Quant à Willaume, il était merveilleux. Pas la moindre faiblesse. Jamais une plainte, jamais une réflexion pour demander de ralentir le train.

Bien au contraire, à partir de ce moment, il devait, recouvrant toute sa vigueur, marcher d’une manière superbe, toujours prêt à aller de l’avant, tant la machine humaine tient du prodige et peut se plier parfois aux efforts les plus excessifs.

A onze heures trente, nous arrivions à Bar-le-Duc, où, là encore, un grand nombre de personnes, une foule d’amis connus ou inconnus nous attendaient, parmi lesquels Suberbie, l’éternel mentor, et M. Arnould, le correspondant du Petit Journal, que plusieurs voyages à Bar-le-Duc m’avaient déjà fait connaître.

A minuit trente, nous avions tous disparu dans nos chambres respectives.

IV
NANCY

Le sommeil d’un cycliste, après une marche de deux cent soixante kilomètres, est souvent agité, surtout dans les débuts. Le mien ne l’est plus guère, sans doute à cause de ma très grande habitude de la route, sans doute aussi parce que j’ai soin de ne pas trop livrer de combustible à mon estomac avant de me coucher, précaution que je recommande en passant à ceux qui pourront se trouver dans mon cas. Il faut autant que possible faire du chemin après son dernier gros repas; c’est le meilleur moyen de s’assurer un sommeil tranquille.

Willaume dormit bien, lui aussi. Quant à Blanquies, le conseil donné plus haut lui eût paru sans doute un radotage antédiluvien. En présence d’un objet matériel susceptible d’être absorbé, Blanquies n’avait jamais une minute d’hésitation. Il faisait jouer ses mandibules et l’objet passait le plus mauvais quart d’heure qu’il soit possible à un être, même appartenant à la nature inorganique, de passer. En arrivant à Bar-le-Duc, bien qu’il eût déjà fait honneur à la table servie dans le restaurant de Châlons-sur-Marne, il consulta son appétit et, constatant qu’il était en merveilleux état, il se mit en devoir de le satisfaire une fois de plus. Voilà pourquoi, sans nul doute, notre ami fut le seul des trois qui eut un sommeil quelque peu agité. Il eut force rêves violents.

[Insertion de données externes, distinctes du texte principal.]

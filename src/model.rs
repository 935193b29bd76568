// src/model.rs
//! Domain types shared by the store, the ingestion pipeline and the HTTP layer.

use chrono::{DateTime, NaiveDate, Utc};
use serde::{Deserialize, Serialize};

pub const DEFAULT_LEAD_STATUS: &str = "Generated";
pub const PLACEHOLDER_BUSINESS_NAME: &str = "Unknown";
pub const NEW_LEAD_BUSINESS_NAME: &str = "New Lead";

pub const EXECUTION_IN_PROGRESS: &str = "In Progress";
pub const EXECUTION_SUCCESS: &str = "Success";
pub const EXECUTION_FAILURE: &str = "Failure";

pub type LeadId = u64;
pub type ExecutionId = u64;
pub type ActorId = u64;

/// Partition in which dedup uniqueness and visibility are evaluated.
///
/// The shared pool is its own variant so it can never collide with a real
/// actor id.
#[derive(Debug, Clone, Copy, PartialEq, Eq, Hash, Serialize, Deserialize)]
#[serde(tag = "kind", content = "id", rename_all = "snake_case")]
pub enum Scope {
    Actor(ActorId),
    Shared,
}

impl std::fmt::Display for Scope {
    fn fmt(&self, f: &mut std::fmt::Formatter<'_>) -> std::fmt::Result {
        match self {
            Scope::Actor(id) => write!(f, "actor:{id}"),
            Scope::Shared => f.write_str("shared"),
        }
    }
}

#[derive(Debug, Clone, Copy, Default, PartialEq, Eq, Serialize, Deserialize)]
#[serde(rename_all = "UPPERCASE")]
pub enum Priority {
    Hot,
    #[default]
    Warm,
    Cold,
}

impl Priority {
    /// Case-insensitive parse of HOT/WARM/COLD.
    pub fn parse(raw: &str) -> Option<Self> {
        match raw.trim().to_ascii_uppercase().as_str() {
            "HOT" => Some(Priority::Hot),
            "WARM" => Some(Priority::Warm),
            "COLD" => Some(Priority::Cold),
            _ => None,
        }
    }

    pub fn as_str(&self) -> &'static str {
        match self {
            Priority::Hot => "HOT",
            Priority::Warm => "WARM",
            Priority::Cold => "COLD",
        }
    }
}

#[derive(Debug, Clone, PartialEq, Serialize, Deserialize)]
#[serde(rename_all = "camelCase")]
pub struct Lead {
    pub id: LeadId,
    pub business_name: String,
    pub contact_name: Option<String>,
    pub address: Option<String>,
    pub phone: Option<String>,
    pub email: Option<String>,
    pub source_query: Option<String>,
    pub source_location: Option<String>,
    pub source: Option<String>,
    pub status: String,
    pub priority: Priority,
    pub called_by: Option<String>,
    pub meeting_by: Option<String>,
    pub closed_by: Option<String>,
    pub last_follow_up_date: Option<NaiveDate>,
    pub next_follow_up_date: Option<NaiveDate>,
    pub meeting_date: Option<NaiveDate>,
    pub call_notes: Option<String>,
    pub duplicate_found: bool,
    pub scope: Scope,
    pub created_at: DateTime<Utc>,
    pub updated_at: DateTime<Utc>,
}

/// Canonical lead shape before it has an identity or an owning scope.
#[derive(Debug, Clone, Default, PartialEq, Serialize, Deserialize)]
#[serde(default, rename_all = "camelCase")]
pub struct LeadDraft {
    pub business_name: String,
    pub contact_name: Option<String>,
    pub address: Option<String>,
    pub phone: Option<String>,
    pub email: Option<String>,
    pub source_query: Option<String>,
    pub source_location: Option<String>,
    pub source: Option<String>,
    pub status: Option<String>,
    pub priority: Option<Priority>,
    pub called_by: Option<String>,
    pub meeting_by: Option<String>,
    pub closed_by: Option<String>,
    pub last_follow_up_date: Option<NaiveDate>,
    pub next_follow_up_date: Option<NaiveDate>,
    pub meeting_date: Option<NaiveDate>,
    pub call_notes: Option<String>,
}

impl LeadDraft {
    /// Materialize the draft into a lead owned by `scope`.
    pub fn into_lead(self, id: LeadId, scope: Scope, now: DateTime<Utc>) -> Lead {
        Lead {
            id,
            business_name: self.business_name,
            contact_name: self.contact_name,
            address: self.address,
            phone: self.phone,
            email: self.email,
            source_query: self.source_query,
            source_location: self.source_location,
            source: self.source,
            status: self
                .status
                .unwrap_or_else(|| DEFAULT_LEAD_STATUS.to_string()),
            priority: self.priority.unwrap_or_default(),
            called_by: self.called_by,
            meeting_by: self.meeting_by,
            closed_by: self.closed_by,
            last_follow_up_date: self.last_follow_up_date,
            next_follow_up_date: self.next_follow_up_date,
            meeting_date: self.meeting_date,
            call_notes: self.call_notes,
            duplicate_found: false,
            scope,
            created_at: now,
            updated_at: now,
        }
    }
}

/// Partial update. Outer `None` leaves a field untouched; `Some(None)` clears it.
#[derive(Debug, Clone, Default, Deserialize)]
#[serde(rename_all = "camelCase")]
pub struct LeadPatch {
    pub business_name: Option<String>,
    #[serde(default, deserialize_with = "present")]
    pub contact_name: Option<Option<String>>,
    #[serde(default, deserialize_with = "present")]
    pub address: Option<Option<String>>,
    #[serde(default, deserialize_with = "present")]
    pub phone: Option<Option<String>>,
    #[serde(default, deserialize_with = "present")]
    pub email: Option<Option<String>>,
    #[serde(default, deserialize_with = "present")]
    pub source: Option<Option<String>>,
    pub status: Option<String>,
    pub priority: Option<Priority>,
    #[serde(default, deserialize_with = "present")]
    pub called_by: Option<Option<String>>,
    #[serde(default, deserialize_with = "present")]
    pub meeting_by: Option<Option<String>>,
    #[serde(default, deserialize_with = "present")]
    pub closed_by: Option<Option<String>>,
    #[serde(default, deserialize_with = "present")]
    pub last_follow_up_date: Option<Option<NaiveDate>>,
    #[serde(default, deserialize_with = "present")]
    pub next_follow_up_date: Option<Option<NaiveDate>>,
    #[serde(default, deserialize_with = "present")]
    pub meeting_date: Option<Option<NaiveDate>>,
    #[serde(default, deserialize_with = "present")]
    pub call_notes: Option<Option<String>>,
    pub duplicate_found: Option<bool>,
}

fn present<'de, D, T>(de: D) -> Result<Option<Option<T>>, D::Error>
where
    D: serde::Deserializer<'de>,
    T: Deserialize<'de>,
{
    Option::<T>::deserialize(de).map(Some)
}

impl LeadPatch {
    /// True when the patch sets a meeting date (not when it clears one).
    pub fn sets_meeting_date(&self) -> bool {
        matches!(self.meeting_date, Some(Some(_)))
    }

    pub fn apply(self, lead: &mut Lead, now: DateTime<Utc>) {
        fn set<T>(slot: &mut Option<T>, v: Option<Option<T>>) {
            if let Some(v) = v {
                *slot = v;
            }
        }

        if let Some(name) = self.business_name {
            let name = name.trim();
            if !name.is_empty() {
                lead.business_name = name.to_string();
            }
        }
        set(&mut lead.contact_name, self.contact_name);
        set(&mut lead.address, self.address);
        set(&mut lead.phone, self.phone);
        set(&mut lead.email, self.email);
        set(&mut lead.source, self.source);
        if let Some(status) = self.status {
            lead.status = status;
        }
        if let Some(p) = self.priority {
            lead.priority = p;
        }
        set(&mut lead.called_by, self.called_by);
        set(&mut lead.meeting_by, self.meeting_by);
        set(&mut lead.closed_by, self.closed_by);
        set(&mut lead.last_follow_up_date, self.last_follow_up_date);
        set(&mut lead.next_follow_up_date, self.next_follow_up_date);
        set(&mut lead.meeting_date, self.meeting_date);
        set(&mut lead.call_notes, self.call_notes);
        if let Some(d) = self.duplicate_found {
            lead.duplicate_found = d;
        }
        lead.updated_at = now;
    }
}

/// One row that could not be ingested.
#[derive(Debug, Clone, PartialEq, Eq, Serialize, Deserialize)]
#[serde(rename_all = "camelCase")]
pub struct RowError {
    /// 1-based data row number (header excluded).
    pub row: usize,
    pub business_name: Option<String>,
    pub error: String,
}

#[derive(Debug, Clone, PartialEq, Serialize, Deserialize)]
#[serde(rename_all = "camelCase")]
pub struct Execution {
    pub id: ExecutionId,
    pub name: String,
    pub query: Option<String>,
    pub location: Option<String>,
    pub date: DateTime<Utc>,
    pub leads_generated: u64,
    pub status: String,
    #[serde(default, skip_serializing_if = "Option::is_none")]
    pub payload: Option<String>,
    #[serde(default)]
    pub errors: Vec<RowError>,
    /// Scope the run wrote into; visibility of the record follows it.
    pub scope: Scope,
    #[serde(default, skip_serializing_if = "Option::is_none")]
    pub created_by: Option<ActorId>,
}

impl Execution {
    /// Listing view: everything except the retained payload.
    pub fn without_payload(mut self) -> Self {
        self.payload = None;
        self
    }
}

#[derive(Debug, Clone, PartialEq, Eq)]
pub struct NewExecution {
    pub name: Option<String>,
    pub query: Option<String>,
    pub location: Option<String>,
    /// `None` lets the store record the run as in progress.
    pub status: Option<String>,
    pub leads_generated: u64,
    pub payload: Option<String>,
    pub scope: Scope,
    pub created_by: Option<ActorId>,
}

impl NewExecution {
    pub fn new(scope: Scope, created_by: Option<ActorId>) -> Self {
        Self {
            name: None,
            query: None,
            location: None,
            status: None,
            leads_generated: 0,
            payload: None,
            scope,
            created_by,
        }
    }

    pub fn display_name(&self) -> String {
        if let Some(n) = self.name.as_deref().filter(|n| !n.trim().is_empty()) {
            return n.to_string();
        }
        match (self.query.as_deref(), self.location.as_deref()) {
            (Some(q), Some(l)) => format!("{q} in {l}"),
            (Some(q), None) => q.to_string(),
            (None, Some(l)) => l.to_string(),
            (None, None) => "Import".to_string(),
        }
    }
}

#[derive(Debug, Clone, Copy, Default, PartialEq, Eq, Hash, Serialize, Deserialize)]
pub enum Role {
    #[default]
    Intern,
    #[serde(rename = "HR")]
    Hr,
}

impl Role {
    pub fn is_privileged(&self) -> bool {
        matches!(self, Role::Hr)
    }
}

#[derive(Debug, Clone, PartialEq, Eq, Serialize, Deserialize)]
#[serde(rename_all = "camelCase")]
pub struct Actor {
    pub id: ActorId,
    pub name: String,
    pub email: String,
    pub role: Role,
    pub shared_pool_access: bool,
}

impl Actor {
    pub fn own_scope(&self) -> Scope {
        Scope::Actor(self.id)
    }
}

/// Stored actor row; the credential hash never leaves the store/auth layer.
#[derive(Debug, Clone, PartialEq, Eq, Serialize, Deserialize)]
#[serde(rename_all = "camelCase")]
pub struct ActorRecord {
    #[serde(flatten)]
    pub actor: Actor,
    pub credential_hash: String,
}

#[derive(Debug, Clone, PartialEq, Eq)]
pub struct NewActor {
    pub name: String,
    pub email: String,
    pub credential_hash: String,
    pub role: Role,
    pub shared_pool_access: bool,
}

#[cfg(test)]
mod tests {
    use super::*;
    use chrono::TimeZone;

    fn lead() -> Lead {
        let now = Utc.with_ymd_and_hms(2025, 1, 2, 3, 4, 5).unwrap();
        LeadDraft {
            business_name: "Acme".into(),
            phone: Some("+1-555-0101".into()),
            meeting_date: NaiveDate::from_ymd_opt(2025, 2, 1),
            ..Default::default()
        }
        .into_lead(1, Scope::Actor(7), now)
    }

    #[test]
    fn draft_defaults_status_and_priority() {
        let l = lead();
        assert_eq!(l.status, DEFAULT_LEAD_STATUS);
        assert_eq!(l.priority, Priority::Warm);
        assert!(!l.duplicate_found);
    }

    #[test]
    fn patch_distinguishes_absent_from_null() {
        let mut l = lead();
        let patch: LeadPatch =
            serde_json::from_str(r#"{"meetingDate": null, "status": "Called"}"#).unwrap();
        assert!(!patch.sets_meeting_date());
        patch.apply(&mut l, Utc::now());
        assert_eq!(l.meeting_date, None);
        assert_eq!(l.phone.as_deref(), Some("+1-555-0101"));
        assert_eq!(l.status, "Called");
    }

    #[test]
    fn patch_ignores_blank_business_name() {
        let mut l = lead();
        let patch: LeadPatch = serde_json::from_str(r#"{"businessName": "  "}"#).unwrap();
        patch.apply(&mut l, Utc::now());
        assert_eq!(l.business_name, "Acme");
    }

    #[test]
    fn scope_serializes_tagged() {
        let s = serde_json::to_value(Scope::Actor(3)).unwrap();
        assert_eq!(s, serde_json::json!({"kind": "actor", "id": 3}));
        let s = serde_json::to_value(Scope::Shared).unwrap();
        assert_eq!(s, serde_json::json!({"kind": "shared"}));
    }

    #[test]
    fn role_serializes_wire_labels() {
        assert_eq!(serde_json::to_value(Role::Hr).unwrap(), "HR");
        assert_eq!(serde_json::to_value(Role::Intern).unwrap(), "Intern");
    }
}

«C’est curieux, me raconta-t-il lui-même le matin, j’ai rêvé qu’une corde avait été tendue de l’église du Sacré-Cœur à Montmartre au sommet du Panthéon et que moi, planté sur une bicyclette, je devais rouler sur cette corde. Il fallait que j’exécutasse ce métier singulier. Au-dessous de moi, Paris, mais Paris tout petit, tout petit, presque microscopique. Puis la scène changea: je me trouvai soudain rapproché de la ville; la corde avait disparu, mais je devais rouler sur les toits des maisons en sautant de l’un à l’autre. C’était affreux. C’est vraiment à dégoûter un homme de jamais rouler sur une bicyclette. A un moment je m’éveillai, du moins je crus que je m’éveillais, et je consultai ma montre: il était cinq heures. Alors assommé je m’écriai: Oh! oh! les enfants, assez, assez, je m’arrête ici, moi, je ne continue pas; merci, par exemple. Après tout, je ne suis pas payé pour ça. Ah! bien oui, je vais prendre le train. Les trains n’ont pas été inventés pour des prunes.—Et tout en prononçant ces paroles j’éprouvais un engourdissement affreux, j’étais ankylosé des pieds à la tête. Je ne pouvais faire un mouvement; alors je tentai un effort suprême, et, cette fois, je m’éveillai réellement. Le garçon de l’hôtel venait de frapper à la porte et m’annonçait qu’il fallait se lever.»

Ainsi parla Blanquies, dont la physionomie rentrée n’allait pas tarder à s’épanouir à nouveau sous l’influence d’un café au lait d’une taille au-dessus de la moyenne.

La gaieté générale laissait fort à désirer, certes, car on n’imagine guère l’état d’affaissement dans lequel on se trouve le matin, aussitôt après son lever, quand la veille on a accompli à bicyclette une marche comme la nôtre. Willaume seul, circonstance singulière, se prit à éclater de rire en considérant nos mines déconfites. «Allons, déclara-t-il avec sa lenteur de prononciation que le diable en personne ne fût pas parvenu à activer, tout va bien, nous allons marcher dur.»